>>

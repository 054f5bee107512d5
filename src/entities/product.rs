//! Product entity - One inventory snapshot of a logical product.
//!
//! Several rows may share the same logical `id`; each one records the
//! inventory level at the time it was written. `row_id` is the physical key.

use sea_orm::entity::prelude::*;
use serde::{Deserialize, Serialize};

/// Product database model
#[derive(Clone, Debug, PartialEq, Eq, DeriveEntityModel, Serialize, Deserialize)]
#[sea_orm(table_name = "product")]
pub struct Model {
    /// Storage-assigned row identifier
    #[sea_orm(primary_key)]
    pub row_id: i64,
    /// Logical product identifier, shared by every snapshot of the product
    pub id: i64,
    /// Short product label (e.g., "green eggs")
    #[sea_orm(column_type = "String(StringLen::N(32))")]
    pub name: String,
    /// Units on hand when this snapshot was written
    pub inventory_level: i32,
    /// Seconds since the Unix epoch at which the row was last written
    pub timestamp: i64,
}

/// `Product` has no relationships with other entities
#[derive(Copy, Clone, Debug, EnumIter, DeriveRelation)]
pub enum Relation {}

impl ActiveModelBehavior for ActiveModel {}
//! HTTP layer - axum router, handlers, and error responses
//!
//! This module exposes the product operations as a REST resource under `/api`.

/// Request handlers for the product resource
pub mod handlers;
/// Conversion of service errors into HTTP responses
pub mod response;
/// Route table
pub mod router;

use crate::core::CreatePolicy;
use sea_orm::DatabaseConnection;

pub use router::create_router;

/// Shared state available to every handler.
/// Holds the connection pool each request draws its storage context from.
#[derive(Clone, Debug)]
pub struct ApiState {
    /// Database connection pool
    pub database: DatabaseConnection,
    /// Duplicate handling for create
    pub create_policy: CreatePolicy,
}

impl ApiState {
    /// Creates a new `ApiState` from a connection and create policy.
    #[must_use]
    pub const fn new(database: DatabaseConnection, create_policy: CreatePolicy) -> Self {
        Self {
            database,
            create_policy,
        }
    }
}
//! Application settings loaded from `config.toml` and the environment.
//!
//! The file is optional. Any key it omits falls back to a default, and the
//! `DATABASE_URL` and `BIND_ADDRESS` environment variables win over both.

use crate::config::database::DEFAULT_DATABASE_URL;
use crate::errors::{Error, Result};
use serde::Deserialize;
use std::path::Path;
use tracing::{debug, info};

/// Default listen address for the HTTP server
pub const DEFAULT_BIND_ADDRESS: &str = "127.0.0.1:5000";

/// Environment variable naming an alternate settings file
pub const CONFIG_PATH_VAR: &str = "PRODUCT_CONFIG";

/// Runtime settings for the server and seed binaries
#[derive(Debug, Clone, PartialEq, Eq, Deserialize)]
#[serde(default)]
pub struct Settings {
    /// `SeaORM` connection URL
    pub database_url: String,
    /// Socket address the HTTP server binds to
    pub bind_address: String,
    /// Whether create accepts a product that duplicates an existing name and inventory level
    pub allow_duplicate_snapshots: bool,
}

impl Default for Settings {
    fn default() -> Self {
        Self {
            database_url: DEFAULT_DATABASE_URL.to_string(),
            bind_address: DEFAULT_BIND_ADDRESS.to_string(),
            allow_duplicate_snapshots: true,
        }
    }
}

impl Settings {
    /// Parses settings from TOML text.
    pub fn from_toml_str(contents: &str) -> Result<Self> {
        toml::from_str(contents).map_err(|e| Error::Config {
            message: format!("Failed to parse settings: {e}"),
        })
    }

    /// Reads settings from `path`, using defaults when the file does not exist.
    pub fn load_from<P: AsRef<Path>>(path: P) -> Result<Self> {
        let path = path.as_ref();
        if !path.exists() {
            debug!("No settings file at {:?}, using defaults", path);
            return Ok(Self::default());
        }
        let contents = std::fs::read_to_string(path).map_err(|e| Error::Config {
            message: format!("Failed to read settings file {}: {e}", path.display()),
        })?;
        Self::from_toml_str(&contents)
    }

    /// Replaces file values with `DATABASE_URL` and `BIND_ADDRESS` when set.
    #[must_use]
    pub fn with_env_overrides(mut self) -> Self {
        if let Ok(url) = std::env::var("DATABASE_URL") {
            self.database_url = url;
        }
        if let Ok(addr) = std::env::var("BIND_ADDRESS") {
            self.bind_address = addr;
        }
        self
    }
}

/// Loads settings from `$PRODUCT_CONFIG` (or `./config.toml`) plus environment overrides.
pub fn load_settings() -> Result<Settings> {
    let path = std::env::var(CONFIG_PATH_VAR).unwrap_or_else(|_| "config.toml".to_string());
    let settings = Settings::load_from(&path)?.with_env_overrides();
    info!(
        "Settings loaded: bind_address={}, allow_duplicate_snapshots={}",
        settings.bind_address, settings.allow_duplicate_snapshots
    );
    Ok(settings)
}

<<
>>

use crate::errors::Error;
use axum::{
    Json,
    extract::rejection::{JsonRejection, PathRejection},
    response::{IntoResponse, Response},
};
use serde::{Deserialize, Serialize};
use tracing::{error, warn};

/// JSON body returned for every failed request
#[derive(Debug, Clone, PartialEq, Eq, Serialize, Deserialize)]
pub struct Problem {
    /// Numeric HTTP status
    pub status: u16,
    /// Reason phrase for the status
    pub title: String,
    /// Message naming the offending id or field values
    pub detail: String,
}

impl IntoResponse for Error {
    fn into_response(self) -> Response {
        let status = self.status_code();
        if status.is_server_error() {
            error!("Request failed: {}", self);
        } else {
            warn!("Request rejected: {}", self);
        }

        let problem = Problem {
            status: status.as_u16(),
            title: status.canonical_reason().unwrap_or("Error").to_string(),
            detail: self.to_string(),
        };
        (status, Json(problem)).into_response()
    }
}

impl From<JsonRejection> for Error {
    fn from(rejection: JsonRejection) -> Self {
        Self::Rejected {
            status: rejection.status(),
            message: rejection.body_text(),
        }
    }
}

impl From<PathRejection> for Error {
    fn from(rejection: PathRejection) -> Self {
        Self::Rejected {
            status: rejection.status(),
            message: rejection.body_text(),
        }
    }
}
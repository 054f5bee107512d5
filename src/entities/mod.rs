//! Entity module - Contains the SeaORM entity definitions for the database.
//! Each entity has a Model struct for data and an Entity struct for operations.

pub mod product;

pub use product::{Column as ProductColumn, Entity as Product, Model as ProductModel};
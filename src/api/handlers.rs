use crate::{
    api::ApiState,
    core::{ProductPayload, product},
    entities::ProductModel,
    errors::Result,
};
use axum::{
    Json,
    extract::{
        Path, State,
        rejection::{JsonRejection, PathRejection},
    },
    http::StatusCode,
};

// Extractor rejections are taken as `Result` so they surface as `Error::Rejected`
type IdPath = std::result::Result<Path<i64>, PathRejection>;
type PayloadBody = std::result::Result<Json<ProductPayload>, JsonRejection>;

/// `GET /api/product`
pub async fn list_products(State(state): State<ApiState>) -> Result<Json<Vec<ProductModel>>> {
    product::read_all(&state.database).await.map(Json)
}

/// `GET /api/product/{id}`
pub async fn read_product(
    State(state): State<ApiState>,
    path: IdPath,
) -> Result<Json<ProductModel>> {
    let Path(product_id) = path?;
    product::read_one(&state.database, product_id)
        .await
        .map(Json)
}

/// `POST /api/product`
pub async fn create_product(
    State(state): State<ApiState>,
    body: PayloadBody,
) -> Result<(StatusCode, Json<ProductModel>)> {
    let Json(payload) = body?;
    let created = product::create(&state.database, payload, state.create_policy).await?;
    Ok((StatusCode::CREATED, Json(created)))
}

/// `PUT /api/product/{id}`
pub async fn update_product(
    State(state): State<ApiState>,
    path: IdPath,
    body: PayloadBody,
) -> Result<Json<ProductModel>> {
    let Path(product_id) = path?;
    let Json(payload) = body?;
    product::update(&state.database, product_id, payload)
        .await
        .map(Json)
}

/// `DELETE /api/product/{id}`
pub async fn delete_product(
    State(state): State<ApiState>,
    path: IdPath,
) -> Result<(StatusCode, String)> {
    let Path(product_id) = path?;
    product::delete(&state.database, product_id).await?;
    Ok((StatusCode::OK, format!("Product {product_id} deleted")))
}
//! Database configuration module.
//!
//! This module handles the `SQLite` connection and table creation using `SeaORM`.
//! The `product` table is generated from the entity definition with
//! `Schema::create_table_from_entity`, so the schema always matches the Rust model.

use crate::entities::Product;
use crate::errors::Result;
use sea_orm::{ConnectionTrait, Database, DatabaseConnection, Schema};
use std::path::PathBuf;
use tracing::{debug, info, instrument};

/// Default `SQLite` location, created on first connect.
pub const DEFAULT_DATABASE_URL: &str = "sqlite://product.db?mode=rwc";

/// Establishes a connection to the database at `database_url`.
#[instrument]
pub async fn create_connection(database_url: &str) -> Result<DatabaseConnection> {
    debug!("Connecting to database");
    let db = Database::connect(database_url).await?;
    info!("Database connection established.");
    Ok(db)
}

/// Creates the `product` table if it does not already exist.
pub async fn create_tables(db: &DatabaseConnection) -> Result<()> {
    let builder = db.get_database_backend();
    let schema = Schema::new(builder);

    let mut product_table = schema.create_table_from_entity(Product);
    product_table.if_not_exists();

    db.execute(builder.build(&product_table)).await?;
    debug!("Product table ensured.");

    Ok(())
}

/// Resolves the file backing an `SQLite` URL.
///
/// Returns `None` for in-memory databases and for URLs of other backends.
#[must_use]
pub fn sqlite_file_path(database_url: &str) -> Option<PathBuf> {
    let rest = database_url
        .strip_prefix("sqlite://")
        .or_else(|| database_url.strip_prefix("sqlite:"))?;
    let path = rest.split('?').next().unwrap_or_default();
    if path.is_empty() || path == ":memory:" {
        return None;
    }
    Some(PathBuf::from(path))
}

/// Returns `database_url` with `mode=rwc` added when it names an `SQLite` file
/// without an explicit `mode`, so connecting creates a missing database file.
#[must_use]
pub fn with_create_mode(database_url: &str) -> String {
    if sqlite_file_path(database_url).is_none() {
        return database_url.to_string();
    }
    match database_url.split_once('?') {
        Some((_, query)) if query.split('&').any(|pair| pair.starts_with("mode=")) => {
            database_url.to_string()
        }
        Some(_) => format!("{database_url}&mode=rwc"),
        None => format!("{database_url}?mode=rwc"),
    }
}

<<

▶ **WHAT IS EXPECTED**
Which lines in the data above hold the string "identifier"? Show each one.

▶ **EXERCISE SOLUTION**
    /// Storage-assigned row identifier
    /// Logical product identifier, shared by every snapshot of the product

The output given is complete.